奈良の“むらの魅力を紹介する連続さろんの2回目は、水に関わる様々な取組をされている尾田栄章さん(NPO法人渋谷川ルネッサンス代表)に、「地球の水・日本の水・奈良の水」というテーマで語っていただきました。

「土地は地球上にいくらでもあります。しかし、使える土地はごく限られている。それは水があるかということです。地球上にはいくらでも水があるように見えますが、97.5%は海水。地球上の人が、一人で1日に使える水の量を計算すると、15k㎥です。食べ物を作るだけでなく、あらゆる面で水を使いますが、すべて合計して15k㎥しかない。水というのは本当に限られた資源なのです」
「氷河を流れ出るスイス、アルプスの川のように急流なのが、日本の川の特性。国土の特性は、国土面積の10%が河川の下流に展開した沖積平野で、そこに人口の半分が生息し、資産の4分の3が集中しています。したがって、災害をいかに緩和するかということも我々にとって大事なテーマになってきます。日本の川は少し雨がふらなければ渇水になり、たくさん降りすぎると洪水になる。今まさにこのことが日本列島を襲っているわけです」

「大和平野は水のない盆地のため、吉野川の水をもってくることは悲願でしたが、江戸時代に御三家の一つの紀の国の水をもってくることは不可能でした。大正に入ってから動き始めましたが、何度も頓挫し、昭和24年になってようやく基本計画が合意され、その場が京都祇園演舞場のプルニエ会館だったことから“プルニエ協定”というしゃれた名前になりました。奈良の水を考える上でこの協定は非常に重要で、その後、“十津川・紀の川総合開発計画”という形で動き出します。この事業によって初めて大和川の水が相当程度安定化しました」

「時代を遡って万葉集の中に、藤原京の木材を平城京で再利用するために川を使って運搬したという、古代の輸送がそのまま謳われています。しかし、和泉川から上り山を越えないと佐保川におちない。どのようにして越えたのか。ここには二つの池があることからパナマ運河を連想しました。いくつかのダムをつくることで水を生み出し、その水で河の閘門を維持する。和泉川の支川と佐保川との間に古代の和製パナマ運河があったというのが、私の仮説です」
「人間だけが自然界から切りはなした形で、自分の目的のためだけに使っています。
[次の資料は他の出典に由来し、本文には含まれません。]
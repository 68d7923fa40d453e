/// OrbitCameraController - owns one camera's config and state and runs the
/// per-frame tick: input integration, then pose solving.

use glam::Vec3;
use crate::error::Result;
use crate::input::{InputAxes, InputIntegrator, InputSample};
use crate::occlusion::{OcclusionCorrector, Raycaster};
use crate::pose::{CameraPose, NormalBasis, PoseSolver, SubjectFrame};
use crate::ring::{Color, RingSlot};
use crate::{rig_info, rig_trace, rig_warn};
use super::config::CameraConfig;
use super::gizmo::{GizmoKind, RingGizmo};
use super::state::CameraState;

/// Third-person ring orbit camera.
///
/// Built once from a validated `CameraConfig`; afterwards `tick` never fails.
/// A tick without a subject or look-at target is skipped entirely and
/// returns `None`, leaving the state untouched.
///
/// # Example
///
/// ```
/// use ring_camera::glam::Vec3;
/// use ring_camera::ringcam::OrbitCameraController;
/// use ring_camera::ringcam::controller::CameraConfig;
/// use ring_camera::ringcam::input::InputSample;
/// use ring_camera::ringcam::occlusion::NoOcclusion;
/// use ring_camera::ringcam::pose::SubjectFrame;
///
/// let mut camera = OrbitCameraController::new(CameraConfig::default()).unwrap();
/// let subject = SubjectFrame::at(Vec3::ZERO);
/// let pose = camera
///     .tick(1.0 / 60.0, InputSample::default(), Some(&subject), Some(Vec3::ZERO), &NoOcclusion)
///     .unwrap();
/// assert!(pose.position.distance(Vec3::ZERO) > 0.0);
/// ```
pub struct OrbitCameraController {
    config: CameraConfig,
    integrator: InputIntegrator,
    solver: PoseSolver,
    state: CameraState,
    last_pose: Option<CameraPose>,
    /// Inside a streak of ticks without subject/look-at
    missing_target: bool,
    ticks: u64,
    elapsed: f32,
}

impl OrbitCameraController {
    /// Validate `config` and build a controller seeded at the middle ring.
    pub fn new(config: CameraConfig) -> Result<Self> {
        config.validate()?;

        let integrator = InputIntegrator::new(
            config.vertical_axis.clone(),
            config.horizontal_axis.clone(),
            config.horizontal_turn_rate,
        );
        let solver = PoseSolver {
            normal_source: config.normal_source,
            zoom: config.zoom,
            occlusion: OcclusionCorrector::new(config.clipping),
            tilt: config.tilt,
        };
        let state = Self::initial_state(&config);

        rig_info!("ringcam::Controller",
            "Orbit camera created (middle ring r={} h={}, azimuth {}, clipping {}, zoom {})",
            config.rings.middle().radius, config.rings.middle().height,
            state.azimuth_degrees, config.clipping.enabled, config.zoom.enabled);

        Ok(Self {
            config,
            integrator,
            solver,
            state,
            last_pose: None,
            missing_target: false,
            ticks: 0,
            elapsed: 0.0,
        })
    }

    fn initial_state(config: &CameraConfig) -> CameraState {
        CameraState::new(config.rings.middle().height, config.start_azimuth)
    }

    pub fn config(&self) -> &CameraConfig {
        &self.config
    }

    pub fn state(&self) -> &CameraState {
        &self.state
    }

    /// Pose produced by the last successful tick
    pub fn last_pose(&self) -> Option<CameraPose> {
        self.last_pose
    }

    /// Number of ticks that produced a pose
    pub fn tick_count(&self) -> u64 {
        self.ticks
    }

    /// Accumulated `dt` over ticks that produced a pose
    pub fn elapsed(&self) -> f32 {
        self.elapsed
    }

    /// Whether the host should lock the cursor while this camera is active
    pub fn wants_cursor_capture(&self) -> bool {
        self.config.capture_cursor
    }

    /// Sample the configured axes from the host's input
    pub fn read_input(&self, axes: &dyn InputAxes) -> InputSample {
        InputSample::read(axes, &self.config.vertical_axis, &self.config.horizontal_axis)
    }

    /// Run one frame.
    ///
    /// `dt` does not affect the camera itself (input is per tick); it is only
    /// accumulated for diagnostics.
    pub fn tick(
        &mut self,
        dt: f32,
        input: InputSample,
        subject: Option<&SubjectFrame>,
        look_at: Option<Vec3>,
        raycaster: &dyn Raycaster,
    ) -> Option<CameraPose> {
        let (subject, look_at) = match (subject, look_at) {
            (Some(subject), Some(look_at)) => (subject, look_at),
            (subject, look_at) => {
                self.report_missing(subject.is_none(), look_at.is_none());
                return None;
            }
        };

        if self.missing_target {
            rig_info!("ringcam::Controller", "Subject and look-at target available again");
            self.missing_target = false;
        }

        self.integrator.integrate(&mut self.state, input);
        let pose = self.solver.solve(&mut self.state, &self.config.rings, subject, look_at, raycaster);

        self.ticks += 1;
        self.elapsed += dt;
        self.last_pose = Some(pose);
        Some(pose)
    }

    fn report_missing(&mut self, no_subject: bool, no_look_at: bool) {
        let what = match (no_subject, no_look_at) {
            (true, true) => "subject and look-at target",
            (true, false) => "subject",
            _ => "look-at target",
        };
        if self.missing_target {
            rig_trace!("ringcam::Controller", "Tick skipped: no {}", what);
        } else {
            rig_warn!("ringcam::Controller", "No {} assigned, skipping camera ticks", what);
            self.missing_target = true;
        }
    }

    /// Ring overlay for `subject`: the three configured rings, plus the ring
    /// resolved by the last tick.
    pub fn gizmos(&self, subject: &SubjectFrame) -> Vec<RingGizmo> {
        if !self.config.show_gizmos {
            return Vec::new();
        }

        let up = NormalBasis::resolve(self.config.normal_source, subject).up;
        let disc = |radius: f32, height: f32, color: Color, kind: GizmoKind| RingGizmo {
            center: subject.position + up * height,
            normal: up,
            radius,
            color,
            kind,
        };

        let mut gizmos: Vec<RingGizmo> = [RingSlot::Top, RingSlot::Middle, RingSlot::Bottom]
            .into_iter()
            .map(|slot| {
                let ring = self.config.rings.get(slot);
                disc(ring.radius, ring.height, ring.color, GizmoKind::Configured(slot))
            })
            .collect();

        if let Some(active) = self.state.active_ring {
            gizmos.push(disc(active.radius, active.height, active.color, GizmoKind::Active));
        }
        gizmos
    }

    /// Return to the freshly-built state (middle ring, start azimuth)
    pub fn reset(&mut self) {
        self.state = Self::initial_state(&self.config);
        self.last_pose = None;
        self.missing_target = false;
        self.ticks = 0;
        self.elapsed = 0.0;
    }
}

#[cfg(test)]
#[path = "orbit_camera_controller_tests.rs"]
mod tests;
そういう使い方の量は少なければ少ないほど良いはずです。われわれが地球上にはびこったおかげで、他の動物は大迷惑をしている。だからこそ、我々の水使用は最小限度であるべきだ、ということです」
ーーーーーー尾田さんの万葉の時代に想いを馳せる“和製パナマ運河”のお話、そして我々はなぜ“節水”すべきなのか。多分野に及ぶお話は、水を使うたびに思い出してしまう、深い内容でした。”